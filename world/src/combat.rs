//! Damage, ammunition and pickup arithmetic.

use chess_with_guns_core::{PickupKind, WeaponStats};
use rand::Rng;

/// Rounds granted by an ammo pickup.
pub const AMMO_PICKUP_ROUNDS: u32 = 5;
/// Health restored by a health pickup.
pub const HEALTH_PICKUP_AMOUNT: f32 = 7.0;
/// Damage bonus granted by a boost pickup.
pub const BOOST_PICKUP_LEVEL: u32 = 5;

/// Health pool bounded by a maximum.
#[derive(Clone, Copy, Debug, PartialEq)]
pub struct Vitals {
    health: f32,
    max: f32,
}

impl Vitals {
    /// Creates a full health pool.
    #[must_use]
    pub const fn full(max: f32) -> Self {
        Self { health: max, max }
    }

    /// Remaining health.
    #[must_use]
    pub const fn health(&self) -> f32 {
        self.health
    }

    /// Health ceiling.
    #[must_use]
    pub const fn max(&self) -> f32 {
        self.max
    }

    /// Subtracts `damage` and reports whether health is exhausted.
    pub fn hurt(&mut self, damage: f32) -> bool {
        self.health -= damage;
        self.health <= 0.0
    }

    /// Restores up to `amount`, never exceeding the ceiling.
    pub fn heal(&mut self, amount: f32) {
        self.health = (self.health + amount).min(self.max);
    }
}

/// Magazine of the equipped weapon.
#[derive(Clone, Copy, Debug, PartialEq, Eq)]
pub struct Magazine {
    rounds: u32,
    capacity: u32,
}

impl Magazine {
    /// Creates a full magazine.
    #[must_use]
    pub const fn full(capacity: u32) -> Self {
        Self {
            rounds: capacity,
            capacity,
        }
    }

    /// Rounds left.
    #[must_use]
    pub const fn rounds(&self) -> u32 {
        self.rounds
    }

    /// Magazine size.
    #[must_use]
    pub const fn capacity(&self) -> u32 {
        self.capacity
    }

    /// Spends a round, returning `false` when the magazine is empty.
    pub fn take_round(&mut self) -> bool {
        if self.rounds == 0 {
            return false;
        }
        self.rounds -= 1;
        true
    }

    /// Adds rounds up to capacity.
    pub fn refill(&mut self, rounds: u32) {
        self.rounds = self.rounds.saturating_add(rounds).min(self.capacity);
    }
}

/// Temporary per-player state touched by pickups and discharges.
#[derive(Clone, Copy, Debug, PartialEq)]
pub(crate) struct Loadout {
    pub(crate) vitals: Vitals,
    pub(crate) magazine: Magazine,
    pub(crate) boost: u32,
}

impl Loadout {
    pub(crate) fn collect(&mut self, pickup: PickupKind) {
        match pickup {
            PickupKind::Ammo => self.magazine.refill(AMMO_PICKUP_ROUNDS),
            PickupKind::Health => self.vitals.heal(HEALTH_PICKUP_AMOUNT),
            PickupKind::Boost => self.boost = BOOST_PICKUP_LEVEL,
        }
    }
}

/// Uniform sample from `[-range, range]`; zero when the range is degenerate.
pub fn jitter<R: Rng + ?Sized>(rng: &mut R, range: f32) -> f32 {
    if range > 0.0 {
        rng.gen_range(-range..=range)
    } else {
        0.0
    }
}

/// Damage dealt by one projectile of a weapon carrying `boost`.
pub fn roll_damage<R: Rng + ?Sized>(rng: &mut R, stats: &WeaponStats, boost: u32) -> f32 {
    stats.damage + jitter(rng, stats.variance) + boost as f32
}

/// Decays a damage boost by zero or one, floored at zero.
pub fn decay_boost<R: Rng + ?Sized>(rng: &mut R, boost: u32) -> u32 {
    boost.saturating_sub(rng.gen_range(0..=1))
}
--
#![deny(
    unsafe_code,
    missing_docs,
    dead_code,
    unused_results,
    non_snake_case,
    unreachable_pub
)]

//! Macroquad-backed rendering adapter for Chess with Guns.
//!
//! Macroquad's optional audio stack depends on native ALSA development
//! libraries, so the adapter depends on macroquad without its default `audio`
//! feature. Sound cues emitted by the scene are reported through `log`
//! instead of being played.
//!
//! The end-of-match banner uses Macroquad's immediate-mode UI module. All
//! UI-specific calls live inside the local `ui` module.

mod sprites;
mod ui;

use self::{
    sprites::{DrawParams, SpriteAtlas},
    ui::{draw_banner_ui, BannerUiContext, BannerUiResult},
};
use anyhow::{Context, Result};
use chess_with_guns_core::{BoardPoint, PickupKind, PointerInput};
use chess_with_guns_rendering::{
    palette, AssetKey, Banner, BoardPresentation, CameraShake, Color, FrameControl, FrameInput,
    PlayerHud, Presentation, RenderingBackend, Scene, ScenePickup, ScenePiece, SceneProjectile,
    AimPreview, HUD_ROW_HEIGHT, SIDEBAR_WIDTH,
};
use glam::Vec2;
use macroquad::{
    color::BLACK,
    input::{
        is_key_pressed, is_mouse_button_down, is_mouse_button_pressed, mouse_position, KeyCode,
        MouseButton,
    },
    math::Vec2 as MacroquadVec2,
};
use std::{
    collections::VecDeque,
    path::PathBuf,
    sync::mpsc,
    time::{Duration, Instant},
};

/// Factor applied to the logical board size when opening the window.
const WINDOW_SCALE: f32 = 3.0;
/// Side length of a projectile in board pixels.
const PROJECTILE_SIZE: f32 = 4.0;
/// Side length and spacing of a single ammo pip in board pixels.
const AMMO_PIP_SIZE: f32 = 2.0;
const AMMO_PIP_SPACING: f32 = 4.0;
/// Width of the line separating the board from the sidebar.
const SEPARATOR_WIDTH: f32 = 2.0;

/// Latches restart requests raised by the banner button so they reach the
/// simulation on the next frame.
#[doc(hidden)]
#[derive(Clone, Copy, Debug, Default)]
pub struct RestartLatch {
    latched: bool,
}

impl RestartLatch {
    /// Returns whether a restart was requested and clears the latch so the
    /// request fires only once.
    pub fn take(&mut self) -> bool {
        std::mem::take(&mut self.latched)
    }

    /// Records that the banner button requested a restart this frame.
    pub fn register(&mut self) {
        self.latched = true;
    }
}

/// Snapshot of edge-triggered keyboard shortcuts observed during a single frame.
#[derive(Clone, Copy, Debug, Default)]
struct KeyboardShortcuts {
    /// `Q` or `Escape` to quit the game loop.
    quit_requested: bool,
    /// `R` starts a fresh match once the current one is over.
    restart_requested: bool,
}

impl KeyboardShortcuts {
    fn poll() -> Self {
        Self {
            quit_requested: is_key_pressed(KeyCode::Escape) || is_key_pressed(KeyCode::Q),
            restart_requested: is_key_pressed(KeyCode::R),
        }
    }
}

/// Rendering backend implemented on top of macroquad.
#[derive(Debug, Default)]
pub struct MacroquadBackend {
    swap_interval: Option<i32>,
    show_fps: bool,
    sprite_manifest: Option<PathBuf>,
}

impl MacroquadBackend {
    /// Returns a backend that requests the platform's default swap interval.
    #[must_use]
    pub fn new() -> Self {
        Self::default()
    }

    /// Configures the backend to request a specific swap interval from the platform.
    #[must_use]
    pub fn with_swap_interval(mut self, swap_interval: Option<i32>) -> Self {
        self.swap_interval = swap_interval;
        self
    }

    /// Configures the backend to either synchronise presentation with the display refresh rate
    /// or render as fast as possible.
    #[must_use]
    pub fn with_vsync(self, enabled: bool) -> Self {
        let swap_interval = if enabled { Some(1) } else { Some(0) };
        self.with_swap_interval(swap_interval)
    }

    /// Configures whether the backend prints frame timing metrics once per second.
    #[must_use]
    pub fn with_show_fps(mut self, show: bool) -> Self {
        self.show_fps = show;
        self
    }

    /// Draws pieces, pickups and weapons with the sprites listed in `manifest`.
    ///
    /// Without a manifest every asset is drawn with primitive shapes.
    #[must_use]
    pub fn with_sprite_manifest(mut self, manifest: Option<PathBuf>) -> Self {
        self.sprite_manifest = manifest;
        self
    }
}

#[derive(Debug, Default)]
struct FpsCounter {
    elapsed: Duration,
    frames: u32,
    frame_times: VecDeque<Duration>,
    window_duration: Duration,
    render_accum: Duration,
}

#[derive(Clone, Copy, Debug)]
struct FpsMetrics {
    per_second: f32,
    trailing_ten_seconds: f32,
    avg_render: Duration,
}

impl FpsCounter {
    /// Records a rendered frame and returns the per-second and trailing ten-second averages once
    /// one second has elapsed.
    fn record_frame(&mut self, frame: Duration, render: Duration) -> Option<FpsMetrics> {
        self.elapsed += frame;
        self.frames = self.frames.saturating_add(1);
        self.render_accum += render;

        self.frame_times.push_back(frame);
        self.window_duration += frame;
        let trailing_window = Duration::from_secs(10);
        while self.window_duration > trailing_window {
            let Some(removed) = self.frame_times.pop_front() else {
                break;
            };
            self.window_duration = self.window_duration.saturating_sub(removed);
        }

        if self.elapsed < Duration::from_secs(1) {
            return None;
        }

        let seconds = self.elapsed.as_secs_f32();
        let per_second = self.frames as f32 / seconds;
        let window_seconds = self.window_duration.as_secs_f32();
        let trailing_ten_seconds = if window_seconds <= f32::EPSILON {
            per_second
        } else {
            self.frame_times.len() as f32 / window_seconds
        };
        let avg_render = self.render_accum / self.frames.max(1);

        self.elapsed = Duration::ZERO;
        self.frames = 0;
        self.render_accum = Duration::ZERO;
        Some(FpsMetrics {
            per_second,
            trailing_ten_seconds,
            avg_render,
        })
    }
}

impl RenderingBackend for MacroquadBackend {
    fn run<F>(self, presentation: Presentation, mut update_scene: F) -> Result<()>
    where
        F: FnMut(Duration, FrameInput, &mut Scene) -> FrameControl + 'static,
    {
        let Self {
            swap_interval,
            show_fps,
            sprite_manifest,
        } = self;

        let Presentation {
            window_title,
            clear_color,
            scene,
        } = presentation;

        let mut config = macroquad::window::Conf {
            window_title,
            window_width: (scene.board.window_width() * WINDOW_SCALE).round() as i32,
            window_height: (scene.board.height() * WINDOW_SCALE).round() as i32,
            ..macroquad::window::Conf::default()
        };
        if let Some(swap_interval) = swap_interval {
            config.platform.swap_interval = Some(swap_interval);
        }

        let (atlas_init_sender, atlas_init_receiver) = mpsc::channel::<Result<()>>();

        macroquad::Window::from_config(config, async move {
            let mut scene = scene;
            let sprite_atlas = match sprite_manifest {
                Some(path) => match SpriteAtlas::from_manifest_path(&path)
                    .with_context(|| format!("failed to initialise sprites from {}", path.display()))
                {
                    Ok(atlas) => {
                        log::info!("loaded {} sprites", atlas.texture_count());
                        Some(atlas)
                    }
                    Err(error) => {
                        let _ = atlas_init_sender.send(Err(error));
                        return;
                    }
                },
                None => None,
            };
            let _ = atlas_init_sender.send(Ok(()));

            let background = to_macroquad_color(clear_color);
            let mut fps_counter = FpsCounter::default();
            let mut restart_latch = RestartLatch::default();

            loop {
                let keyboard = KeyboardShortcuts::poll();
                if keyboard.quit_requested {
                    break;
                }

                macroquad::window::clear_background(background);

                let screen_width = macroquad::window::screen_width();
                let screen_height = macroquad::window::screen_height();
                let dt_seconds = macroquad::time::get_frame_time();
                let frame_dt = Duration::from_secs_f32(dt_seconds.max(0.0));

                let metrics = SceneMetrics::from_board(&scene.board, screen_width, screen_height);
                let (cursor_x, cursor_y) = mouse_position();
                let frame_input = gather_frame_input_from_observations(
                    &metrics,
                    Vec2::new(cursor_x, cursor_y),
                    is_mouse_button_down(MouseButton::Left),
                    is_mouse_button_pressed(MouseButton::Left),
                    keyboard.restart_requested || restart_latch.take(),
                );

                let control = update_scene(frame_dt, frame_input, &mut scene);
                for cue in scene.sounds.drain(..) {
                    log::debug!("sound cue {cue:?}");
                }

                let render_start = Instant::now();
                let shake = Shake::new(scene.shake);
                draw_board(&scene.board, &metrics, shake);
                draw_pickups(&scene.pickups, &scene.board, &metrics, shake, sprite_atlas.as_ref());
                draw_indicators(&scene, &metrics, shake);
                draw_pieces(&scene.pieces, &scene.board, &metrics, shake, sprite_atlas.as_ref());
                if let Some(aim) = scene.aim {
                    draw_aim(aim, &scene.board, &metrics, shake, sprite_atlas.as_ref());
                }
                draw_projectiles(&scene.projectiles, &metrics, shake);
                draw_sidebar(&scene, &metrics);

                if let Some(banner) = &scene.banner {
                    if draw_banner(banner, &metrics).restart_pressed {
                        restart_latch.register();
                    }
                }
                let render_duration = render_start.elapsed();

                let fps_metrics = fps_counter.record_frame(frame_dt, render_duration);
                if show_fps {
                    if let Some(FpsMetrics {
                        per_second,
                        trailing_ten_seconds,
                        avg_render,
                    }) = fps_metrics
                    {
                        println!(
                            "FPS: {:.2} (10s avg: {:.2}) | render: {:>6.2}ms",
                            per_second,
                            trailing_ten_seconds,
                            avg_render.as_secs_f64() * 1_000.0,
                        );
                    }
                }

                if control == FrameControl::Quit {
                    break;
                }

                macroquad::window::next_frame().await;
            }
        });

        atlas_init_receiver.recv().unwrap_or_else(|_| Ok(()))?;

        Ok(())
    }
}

INSTRUCTIONS TO FOLLOW: Say how many lines in the data hold the string "refill", and say nothing else.

EXERCISE SOLUTION: 2